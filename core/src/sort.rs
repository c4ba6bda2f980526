//! Display ordering for todos and lists.
//!
//! Both entry points use the same two-bucket order: not-done items first,
//! then done items, each bucket ordered by lower-cased title. The sort is
//! stable, so equal titles keep their input order. Sorting returns borrowed
//! views and never reorders the underlying storage.
//!
//! Lower-cased titles are compared as `str`, i.e. by Unicode code point.
//! This differs from UTF-16 code-unit order only for titles that mix
//! characters in U+E000..=U+FFFF with characters outside the BMP.

use std::cmp::Ordering;

use crate::todo::Todo;
use crate::todo_list::TodoList;

/// Anything that can be placed in a done / not-done bucket and ordered by title.
pub trait Sortable {
    fn title(&self) -> &str;
    fn is_done(&self) -> bool;
}

impl Sortable for Todo {
    fn title(&self) -> &str {
        Todo::title(self)
    }

    fn is_done(&self) -> bool {
        Todo::is_done(self)
    }
}

impl Sortable for TodoList {
    fn title(&self) -> &str {
        TodoList::title(self)
    }

    fn is_done(&self) -> bool {
        TodoList::is_done(self)
    }
}

impl<T: Sortable + ?Sized> Sortable for &T {
    fn title(&self) -> &str {
        (**self).title()
    }

    fn is_done(&self) -> bool {
        (**self).is_done()
    }
}

fn compare_by_title<T: Sortable>(a: &T, b: &T) -> Ordering {
    a.title().to_lowercase().cmp(&b.title().to_lowercase())
}

/// Two-bucket sort over any slice of sortable items.
pub fn sort_by_status<T: Sortable>(items: &[T]) -> Vec<&T> {
    let (mut undone, mut done): (Vec<&T>, Vec<&T>) =
        items.iter().partition(|item| !item.is_done());

    undone.sort_by(|a, b| compare_by_title(*a, *b));
    done.sort_by(|a, b| compare_by_title(*a, *b));

    undone.extend(done);
    undone
}

/// Todos of `list` in display order.
pub fn sort_todos(list: &TodoList) -> Vec<&Todo> {
    sort_by_status(list.todos())
}

/// Lists in display order for the overview.
pub fn sort_todo_lists(lists: &[TodoList]) -> Vec<&TodoList> {
    sort_by_status(lists)
}

#[cfg(test)]
mod tests {
    use super::*;

    fn todo(title: &str, done: bool) -> Todo {
        let mut t = Todo::new(title).unwrap();
        if done {
            t.mark_done();
        }
        t
    }

    fn titles<T: Sortable>(items: &[T]) -> Vec<&str> {
        items.iter().map(Sortable::title).collect()
    }

    #[test]
    fn groceries_scenario() {
        let mut list = TodoList::new("Groceries").unwrap();
        list.add(todo("Milk", false));
        list.add(todo("Bread", true));
        list.add(todo("Apples", false));

        let sorted = sort_todos(&list);
        assert_eq!(titles(&sorted), ["Apples", "Milk", "Bread"]);

        // storage order untouched
        let stored: Vec<_> = list.todos().iter().map(Todo::title).collect();
        assert_eq!(stored, ["Milk", "Bread", "Apples"]);
    }

    #[test]
    fn comparison_ignores_case() {
        let items = vec![todo("banana", false), todo("Apple", false), todo("cherry", false)];
        assert_eq!(titles(&sort_by_status(&items)), ["Apple", "banana", "cherry"]);
    }

    #[test]
    fn equal_titles_keep_input_order() {
        let items = vec![todo("same", false), todo("SAME", false), todo("Same", false)];
        let sorted = sort_by_status(&items);
        let ids: Vec<_> = sorted.iter().map(|t| t.id()).collect();
        let input: Vec<_> = items.iter().map(Todo::id).collect();
        assert_eq!(ids, input);
    }

    #[test]
    fn sorting_is_idempotent() {
        let items = vec![
            todo("d", true),
            todo("B", false),
            todo("a", true),
            todo("c", false),
        ];
        let once = sort_by_status(&items);
        let twice = sort_by_status(&once);
        let once_ids: Vec<_> = once.iter().map(|t| t.id()).collect();
        let twice_ids: Vec<_> = twice.iter().map(|t| t.id()).collect();
        assert_eq!(once_ids, twice_ids);
    }

    #[test]
    fn lists_sort_with_empty_lists_in_not_done_bucket() {
        let mut finished = TodoList::new("Alpha").unwrap();
        finished.add(todo("x", true));
        let empty = TodoList::new("Zulu").unwrap();
        let mut open = TodoList::new("beta").unwrap();
        open.add(todo("y", false));

        let lists = vec![finished, empty, open];
        let sorted = sort_todo_lists(&lists);
        assert_eq!(titles(&sorted), ["beta", "Zulu", "Alpha"]);
    }

    #[test]
    fn titles_compare_by_code_point() {
        let items = vec![todo("\u{1F600} party", false), todo("\u{FF41}pple", false)];
        assert_eq!(
            titles(&sort_by_status(&items)),
            ["\u{FF41}pple", "\u{1F600} party"]
        );
    }

    #[test]
    fn empty_input_sorts_to_empty() {
        let lists: Vec<TodoList> = Vec::new();
        assert!(sort_todo_lists(&lists).is_empty());
    }
}
//! In-memory session store keyed by session id.
//!
//! Holds only plain JSON produced by `Session::to_json`, stamped with the
//! time it was last written. Entries idle for longer than the session max
//! age read as absent and are evicted on the next write. Concurrent requests
//! on the same session id are last-writer-wins.

use std::{
    collections::HashMap,
    sync::Arc,
    time::{Duration, Instant},
};

use serde_json::Value;
use tokio::sync::RwLock;
use tracing::debug;
use uuid::Uuid;

#[derive(Debug, Clone)]
struct Entry {
    value: Value,
    touched: Instant,
}

impl Entry {
    fn is_expired(&self, max_age: Duration) -> bool {
        self.touched.elapsed() >= max_age
    }
}

type Sessions = Arc<RwLock<HashMap<Uuid, Entry>>>;

#[derive(Debug, Clone, Default)]
pub struct MemoryStore {
    sessions: Sessions,
}

impl MemoryStore {
    pub fn new() -> Self {
        Self::default()
    }

    /// Stored value for `id`, unless it has been idle for `max_age` or longer.
    pub async fn load(&self, id: &Uuid, max_age: Duration) -> Option<Value> {
        self.sessions
            .read()
            .await
            .get(id)
            .filter(|entry| !entry.is_expired(max_age))
            .map(|entry| entry.value.clone())
    }

    /// Write `value` for `id` and drop every entry idle for `max_age` or longer.
    pub async fn save(&self, id: Uuid, value: Value, max_age: Duration) {
        let mut sessions = self.sessions.write().await;
        let before = sessions.len();
        sessions.retain(|_, entry| !entry.is_expired(max_age));
        let evicted = before - sessions.len();
        if evicted > 0 {
            debug!(evicted, "expired sessions evicted");
        }
        sessions.insert(
            id,
            Entry {
                value,
                touched: Instant::now(),
            },
        );
    }

    pub async fn len(&self) -> usize {
        self.sessions.read().await.len()
    }

    pub async fn is_empty(&self) -> bool {
        self.sessions.read().await.is_empty()
    }
}
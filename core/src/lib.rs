//! In-memory domain model for session-scoped todo lists.
//!
//! # Overview
//! Defines `Todo` and `TodoList`, the two-bucket display sort, and the
//! `Session` aggregate that rebuilds live entities from plain session
//! records on every request and collapses them back afterwards.
//!
//! # Design
//! - Entities validate titles at every construction and mutation boundary.
//! - The store only ever sees `TodoListRecord` / `TodoRecord` values, never
//!   the entities themselves.
//! - Lookups match by id with a linear scan; entities are recreated each
//!   request, so there is no reference identity to lean on.
//! - No I/O and no async runtime; the HTTP layer lives in `todo-server`.

pub mod error;
pub mod id;
pub mod record;
pub mod session;
pub mod sort;
pub mod title;
pub mod todo;
pub mod todo_list;

pub use error::{Result, TodoError};
pub use id::{ListId, TodoId, MAX_ID};
pub use record::{TodoListRecord, TodoRecord};
pub use session::Session;
pub use sort::{sort_by_status, sort_todo_lists, sort_todos, Sortable};
pub use title::{validate_title, MAX_TITLE_CHARS};
pub use todo::Todo;
pub use todo_list::TodoList;
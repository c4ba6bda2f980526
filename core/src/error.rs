//! Error types for the todo domain model.
//!
//! # Design
//! `InvalidTitle` and `IndexOutOfRange` are ordinary, recoverable outcomes the
//! caller turns into a user-facing response. `Integrity` means a session
//! record did not have the expected shape; callers treat it as an internal
//! failure for the request rather than something the user can fix.

use thiserror::Error;

pub type Result<T, E = TodoError> = std::result::Result<T, E>;

/// Errors returned by entity constructors, mutators and rehydration.
#[derive(Debug, Clone, PartialEq, Eq, Error)]
pub enum TodoError {
    /// Title was empty or longer than `MAX_TITLE_CHARS`.
    #[error("title must be between 1 and {max} characters, got {len}")]
    InvalidTitle { len: usize, max: usize },

    /// `remove_at` was called with a position past the end of the list.
    #[error("index {index} out of range for list of length {len}")]
    IndexOutOfRange { index: usize, len: usize },

    /// A persisted session record could not be turned back into entities.
    #[error("malformed session record: {0}")]
    Integrity(String),
}

impl From<serde_json::Error> for TodoError {
    fn from(e: serde_json::Error) -> Self {
        TodoError::Integrity(e.to_string())
    }
}
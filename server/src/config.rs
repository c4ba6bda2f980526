//! Server configuration loaded from environment variables with defaults.

use std::time::Duration;

const DEFAULT_HOST: &str = "127.0.0.1";
const DEFAULT_PORT: u16 = 3000;
const DEFAULT_SESSION_COOKIE: &str = "todos-session-id";
const DEFAULT_SESSION_MAX_AGE_SECS: u64 = 31 * 24 * 60 * 60;

#[derive(Debug, Clone, PartialEq, Eq)]
pub struct ServerConfig {
    pub host: String,
    pub port: u16,
    /// Name of the cookie carrying the session id.
    pub session_cookie: String,
    pub session_max_age: Duration,
}

impl Default for ServerConfig {
    fn default() -> Self {
        Self {
            host: DEFAULT_HOST.to_string(),
            port: DEFAULT_PORT,
            session_cookie: DEFAULT_SESSION_COOKIE.to_string(),
            session_max_age: Duration::from_secs(DEFAULT_SESSION_MAX_AGE_SECS),
        }
    }
}

impl ServerConfig {
    /// Load from the process environment.
    ///
    /// Environment variables:
    /// - `TODOS_HOST`: bind address (default: 127.0.0.1)
    /// - `PORT`: bind port (default: 3000)
    /// - `TODOS_SESSION_COOKIE`: session cookie name (default: todos-session-id)
    /// - `TODOS_SESSION_MAX_AGE_SECS`: cookie lifetime in seconds (default: 31 days)
    pub fn from_env() -> Self {
        Self::from_lookup(|key| std::env::var(key).ok())
    }

    /// Same as [`ServerConfig::from_env`], reading values through `lookup`.
    /// Unparseable values, and cookie names that are not a valid cookie-name
    /// token, fall back to the default.
    pub fn from_lookup(lookup: impl Fn(&str) -> Option<String>) -> Self {
        let defaults = Self::default();
        Self {
            host: lookup("TODOS_HOST").unwrap_or(defaults.host),
            port: lookup("PORT")
                .and_then(|v| v.parse().ok())
                .unwrap_or(defaults.port),
            session_cookie: lookup("TODOS_SESSION_COOKIE")
                .filter(|v| is_cookie_name(v))
                .unwrap_or(defaults.session_cookie),
            session_max_age: lookup("TODOS_SESSION_MAX_AGE_SECS")
                .and_then(|v| v.parse().ok())
                .map(Duration::from_secs)
                .unwrap_or(defaults.session_max_age),
        }
    }

    pub fn addr(&self) -> String {
        format!("{}:{}", self.host, self.port)
    }
}

/// A non-empty cookie-name token: visible ASCII without separators.
fn is_cookie_name(name: &str) -> bool {
    const SEPARATORS: &[u8] = b"()<>@,;:\\\"/[]?={} \t";
    !name.is_empty()
        && name
            .bytes()
            .all(|b| b.is_ascii_graphic() && !SEPARATORS.contains(&b))
}
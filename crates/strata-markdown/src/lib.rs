//! Markdown to HTML transform used by strata's template helpers.
//!
//! The transform is CommonMark (via pulldown-cmark) with tables and
//! strikethrough enabled. Top-level blocks are separated by a blank line so
//! the output reads naturally when dropped into a template.

pub mod render;

pub use render::{markdown_options, to_html, BlockSpacing};
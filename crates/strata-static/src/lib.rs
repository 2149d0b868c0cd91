//! Static build for strata sites.
//!
//! Walks a content tree and renders every page into a mirrored output tree.

pub mod builder;

pub use builder::{clean, BuildConfig, BuildError, BuildResult, StaticBuilder};
//! Markdown rendering.

use pulldown_cmark::{html, CowStr, Event, Options, Parser};

/// Parser options shared by every call site.
pub fn markdown_options() -> Options {
    Options::ENABLE_TABLES | Options::ENABLE_STRIKETHROUGH
}

/// Render Markdown source to an HTML fragment.
///
/// Identical input always yields byte-identical output.
pub fn to_html(source: &str) -> String {
    let parser = Parser::new_ext(source, markdown_options());

    let mut html_output = String::with_capacity(source.len() * 3 / 2);
    html::push_html(&mut html_output, BlockSpacing::new(parser));

    html_output
}

/// Event adapter that inserts an empty line between top-level blocks.
///
/// `# a\nb` renders as `<h1>a</h1>\n\n<p>b</p>\n` instead of pulldown-cmark's
/// default single newline.
pub struct BlockSpacing<'a, I> {
    inner: I,
    depth: usize,
    seen_block: bool,
    pending: Option<Event<'a>>,
}

impl<'a, I> BlockSpacing<'a, I>
where
    I: Iterator<Item = Event<'a>>,
{
    /// Wrap an event stream.
    pub fn new(inner: I) -> Self {
        Self {
            inner,
            depth: 0,
            seen_block: false,
            pending: None,
        }
    }
}

impl<'a, I> Iterator for BlockSpacing<'a, I>
where
    I: Iterator<Item = Event<'a>>,
{
    type Item = Event<'a>;

    fn next(&mut self) -> Option<Self::Item> {
        if let Some(event) = self.pending.take() {
            return Some(event);
        }

        let event = self.inner.next()?;
        let opens_block = self.depth == 0 && matches!(event, Event::Start(_) | Event::Rule);
        let separate = opens_block && self.seen_block;

        match &event {
            Event::Start(_) => self.depth += 1,
            Event::End(_) => {
                self.depth = self.depth.saturating_sub(1);
                if self.depth == 0 {
                    self.seen_block = true;
                }
            }
            Event::Rule if self.depth == 0 => self.seen_block = true,
            _ => {}
        }

        if separate {
            self.pending = Some(event);
            Some(Event::Html(CowStr::Borrowed("\n")))
        } else {
            Some(event)
        }
    }
}
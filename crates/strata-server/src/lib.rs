//! HTTP server that renders strata pages on request.
//!
//! Requests naming an existing page are rendered live; everything else is
//! served as a static file from the same content root.

pub mod preload;
pub mod server;

pub use preload::{preload_kind, preload_links};
pub use server::{router, PageServer, ServeConfig, ServerError};
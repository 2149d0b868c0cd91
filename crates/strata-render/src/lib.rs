//! Page resolution and rendering for strata.
//!
//! Given a content path this crate finds the page template, loads its
//! metadata record, resolves the chain of layouts wrapping it and renders the
//! composed document into any [`std::io::Write`] sink. Both the build driver
//! and the HTTP server call into the same [`PageRenderer`], so a page renders
//! identically in either mode.

pub mod chain;
pub mod content;
pub mod diagnostics;
pub mod helpers;
pub mod metadata;
pub mod renderer;

pub use chain::LayoutChain;
pub use content::{
    ContentPath, INDEX_FILE, LAYOUT_FILE, METADATA_EXTENSION, PRIVATE_PREFIX, TEMPLATE_EXTENSION,
};
pub use diagnostics::{CollectingSink, Diagnostic, DiagnosticKind, DiagnosticSink, TracingSink};
pub use helpers::Helpers;
pub use metadata::{load_metadata, Metadata, MetadataError, MetadataPolicy};
pub use renderer::{PageRenderer, RenderError, ENTRY_BLOCK};
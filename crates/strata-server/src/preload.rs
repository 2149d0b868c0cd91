//! `Link: rel=preload` hints from page metadata.
//!
//! A page lists assets under the `preloads` key of its metadata record:
//!
//! ```json
//! { "preloads": ["/css/site.css", "/js/app.js"] }
//! ```
//!
//! Entries with an unrecognised extension are skipped.

use std::path::Path;

use strata_render::Metadata;

/// Metadata key holding preload URLs.
pub const PRELOADS_KEY: &str = "preloads";

/// The `as=` destination for an asset URL, if its extension is recognised.
pub fn preload_kind(url: &str) -> Option<&'static str> {
    let path = url.split(['?', '#']).next().unwrap_or(url);
    let extension = Path::new(path).extension()?.to_str()?.to_ascii_lowercase();

    match extension.as_str() {
        "js" => Some("script"),
        "css" => Some("style"),
        "png" | "jpg" | "jpeg" | "gif" | "svg" => Some("image"),
        _ => None,
    }
}

/// `Link` header values for every recognised preload entry.
pub fn preload_links(metadata: &Metadata) -> Vec<String> {
    metadata
        .strings(PRELOADS_KEY)
        .into_iter()
        .filter_map(|url| {
            preload_kind(url).map(|kind| format!("<{}>; as={}; rel=preload", url, kind))
        })
        .collect()
}

#[cfg(test)]
mod tests {
    use super::*;
    use pretty_assertions::assert_eq;

    #[test]
    fn classifies_by_extension() {
        assert_eq!(preload_kind("/app.js"), Some("script"));
        assert_eq!(preload_kind("/site.CSS"), Some("style"));
        assert_eq!(preload_kind("/img/logo.svg?v=2"), Some("image"));
        assert_eq!(preload_kind("/font.woff2"), None);
        assert_eq!(preload_kind("/no-extension"), None);
    }

    #[test]
    fn builds_link_values() {
        let metadata = Metadata::from_json(
            r#"{"preloads": ["/site.css", "/font.woff2", 7, "/hero.jpg"]}"#,
        )
        .unwrap();

        assert_eq!(
            preload_links(&metadata),
            vec![
                "</site.css>; as=style; rel=preload".to_string(),
                "</hero.jpg>; as=image; rel=preload".to_string(),
            ]
        );
    }

    #[test]
    fn no_preloads_without_key() {
        assert!(preload_links(&Metadata::new()).is_empty());
    }
}
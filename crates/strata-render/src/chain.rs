//! Layout chain resolution.

use std::path::Path;

use crate::content::{join_name, ContentPath, LAYOUT_FILE};

/// Templates composing one page, innermost first.
///
/// The first entry is always the page's own template. Each following entry is
/// the `layout.html` of an ancestor directory, nearest first, ending with the
/// content root's layout when it exists.
#[derive(Debug, Clone, PartialEq, Eq)]
pub struct LayoutChain {
    templates: Vec<String>,
}

impl LayoutChain {
    /// Walk from the page's directory up to `root`, collecting layouts.
    ///
    /// Directories without a layout are skipped; the walk always continues to
    /// the root.
    pub fn resolve(root: &Path, content: &ContentPath) -> Self {
        let mut templates = vec![content.template_name().to_string()];

        let mut dir = Some(content.directory());
        while let Some(current) = dir {
            let name = if current.is_empty() {
                LAYOUT_FILE.to_string()
            } else {
                format!("{}/{}", current, LAYOUT_FILE)
            };

            if join_name(root, &name).is_file() {
                templates.push(name);
            }

            dir = if current.is_empty() {
                None
            } else {
                Some(current.rsplit_once('/').map_or("", |(parent, _)| parent))
            };
        }

        tracing::debug!("Layout chain for {}: {:?}", content, templates);

        Self { templates }
    }

    /// Template names, innermost first.
    pub fn templates(&self) -> &[String] {
        &self.templates
    }

    /// The page's own template.
    pub fn page(&self) -> &str {
        &self.templates[0]
    }

    /// The outermost layout, or the page itself when no layout applies.
    pub fn outermost(&self) -> &str {
        &self.templates[self.templates.len() - 1]
    }

    /// Number of templates in the chain (at least one).
    pub fn len(&self) -> usize {
        self.templates.len()
    }

    /// Always false; a chain holds at least the page template.
    pub fn is_empty(&self) -> bool {
        self.templates.is_empty()
    }
}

• • •

# Problem to solve:
The answer must consist of every line from the entries that holds the string "defaults".

# Exercise response:
//! Server configuration loaded from environment variables with defaults.
        let defaults = Self::default();
            host: lookup("TODOS_HOST").unwrap_or(defaults.host),
                .unwrap_or(defaults.port),
                .unwrap_or(defaults.session_cookie),
                .unwrap_or(defaults.session_max_age),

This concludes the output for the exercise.